The other issue, of course, is with the omission of two other key eras. First and foremost, the brief period in which Paul Shortino was vocalist of the band. Shortino is mentioned in the documentary like TWICE. Considering a live Quiet Riot DVD exists of Shortino fronting the band, it should not have been that difficult to get at least SOME content for this era. Seriously, it would not have killed the pacing of this documentary to give Shortino’s era at least two minutes of acknowledgement.
The single biggest issue with the documentary is the other era it overlooks – practically the ENTIRE period from 1991-2007 (aside from a brief scene in which people try to name every member of Quiet Riot). The band released no fewer than FIVE studio albums during this period, and it gets NO EMPHASIS WHATSOEVER in this feature-length documentary dedicated to the band’s history. Kenny Hillary, who was the bassist of the band in the early 1990s, committed suicide in 1996, yet does not get a single mention or tribute here (unless that “name all the band members” scene is counted). The 90s was an era when all bands from this era were struggling to survive and get by, and it would have been great to see more on Quiet Riot’s journey and musical releases during this time.

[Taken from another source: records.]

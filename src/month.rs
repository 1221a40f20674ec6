use chrono::format::{Item, StrftimeItems};
use chrono::{Datelike, Months, NaiveDate};
use nom::bytes::complete::take_while_m_n;
use nom::character::complete::char;
use nom::combinator::{all_consuming, map_res};
use nom::sequence::separated_pair;
use nom::IResult;
use std::fmt;
use std::fmt::Write;
use std::str::FromStr;

use crate::clock::Clock;
use crate::error::*;

pub const DEFAULT_LABEL_FORMAT: &str = "%Y/%m";

const MIN_YEAR: i32 = 0;
const MAX_YEAR: i32 = 9999;

/// A calendar month with a four digit year, written `YYYY-MM`.
#[derive(Clone, Copy, Debug, PartialEq, Eq, PartialOrd, Ord, Hash)]
pub struct MonthKey {
    year: i32,
    month: u32,
}

impl MonthKey {
    pub fn new(year: i32, month: u32) -> Option<Self> {
        if (MIN_YEAR..=MAX_YEAR).contains(&year) && (1..=12).contains(&month) {
            Some(MonthKey { year, month })
        } else {
            None
        }
    }

    pub fn from_date(date: &NaiveDate) -> Self {
        MonthKey::new(date.year(), date.month()).unwrap_or_else(|| {
            if date.year() < MIN_YEAR {
                MonthKey::first()
            } else {
                MonthKey::last()
            }
        })
    }

    pub fn now(clock: &dyn Clock) -> Self {
        MonthKey::from_date(&clock.today())
    }

    /// Parses `s` strictly, falling back to the clock's current month on any
    /// malformed input.
    pub fn parse_or_now(s: &str, clock: &dyn Clock) -> Self {
        match s.parse::<MonthKey>() {
            Ok(key) => key,
            Err(err) => {
                log::debug!("'{}' is not a month key ({}), using current month", s, err);
                MonthKey::now(clock)
            }
        }
    }

    fn first() -> Self {
        MonthKey {
            year: MIN_YEAR,
            month: 1,
        }
    }

    fn last() -> Self {
        MonthKey {
            year: MAX_YEAR,
            month: 12,
        }
    }

    pub fn first_day(&self) -> NaiveDate {
        NaiveDate::from_ymd_opt(self.year, self.month, 1).unwrap_or(NaiveDate::MIN)
    }

    /// The following month, or `self` at the end of the representable range.
    pub fn succ(&self) -> Self {
        self.first_day()
            .checked_add_months(Months::new(1))
            .and_then(|date| MonthKey::new(date.year(), date.month()))
            .unwrap_or(*self)
    }

    /// The preceding month, or `self` at the start of the representable range.
    pub fn pred(&self) -> Self {
        self.first_day()
            .checked_sub_months(Months::new(1))
            .and_then(|date| MonthKey::new(date.year(), date.month()))
            .unwrap_or(*self)
    }

    /// Display text for the month, rendered with a strftime pattern.
    pub fn label(&self, format: &str) -> String {
        if !is_valid_label_format(format) {
            return self.to_string();
        }

        let mut label = String::new();
        match write!(label, "{}", self.first_day().format(format)) {
            Ok(()) => label,
            Err(_) => self.to_string(),
        }
    }
}

/// Whether `format` renders a date. Time and zone specifiers are rejected
/// because a month has neither.
pub fn is_valid_label_format(format: &str) -> bool {
    if StrftimeItems::new(format).any(|item| matches!(item, Item::Error)) {
        return false;
    }

    NaiveDate::from_ymd_opt(2000, 1, 1).map_or(false, |date| {
        let mut sample = String::new();
        write!(sample, "{}", date.format(format)).is_ok()
    })
}

fn digits<'a>(n: usize) -> impl FnMut(&'a str) -> IResult<&'a str, &'a str> {
    take_while_m_n(n, n, |c: char| c.is_ascii_digit())
}

fn month_key(input: &str) -> IResult<&str, (i32, u32)> {
    all_consuming(separated_pair(
        map_res(digits(4), |s: &str| s.parse::<i32>()),
        char('-'),
        map_res(digits(2), |s: &str| s.parse::<u32>()),
    ))(input)
}

impl FromStr for MonthKey {
    type Err = Error;

    fn from_str(s: &str) -> Result<Self> {
        let (_, (year, month)) = month_key(s)?;

        MonthKey::new(year, month).ok_or_else(|| {
            Error::new(
                ErrorKind::MonthKeyParse,
                &format!("'{}' has no month {}", s, month),
            )
        })
    }
}

impl fmt::Display for MonthKey {
    fn fmt(&self, f: &mut fmt::Formatter<'_>) -> fmt::Result {
        write!(f, "{:04}-{:02}", self.year, self.month)
    }
}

This is not a perfect documentary, but to any fan of the era or the genre, the good will by far outweigh the bad. Quiet Riot is a band that has been overdue for this kind of chronicle of their career, and it is good to see that the final product mostly lives up to expectations. As a fan, this was a fantastic viewing experience, running the gamut from amusing to dramatic alike. Anyone who calls themselves a Quiet Riot fan will find Well Now You’re Here, There’s No Way Back to be essential viewing.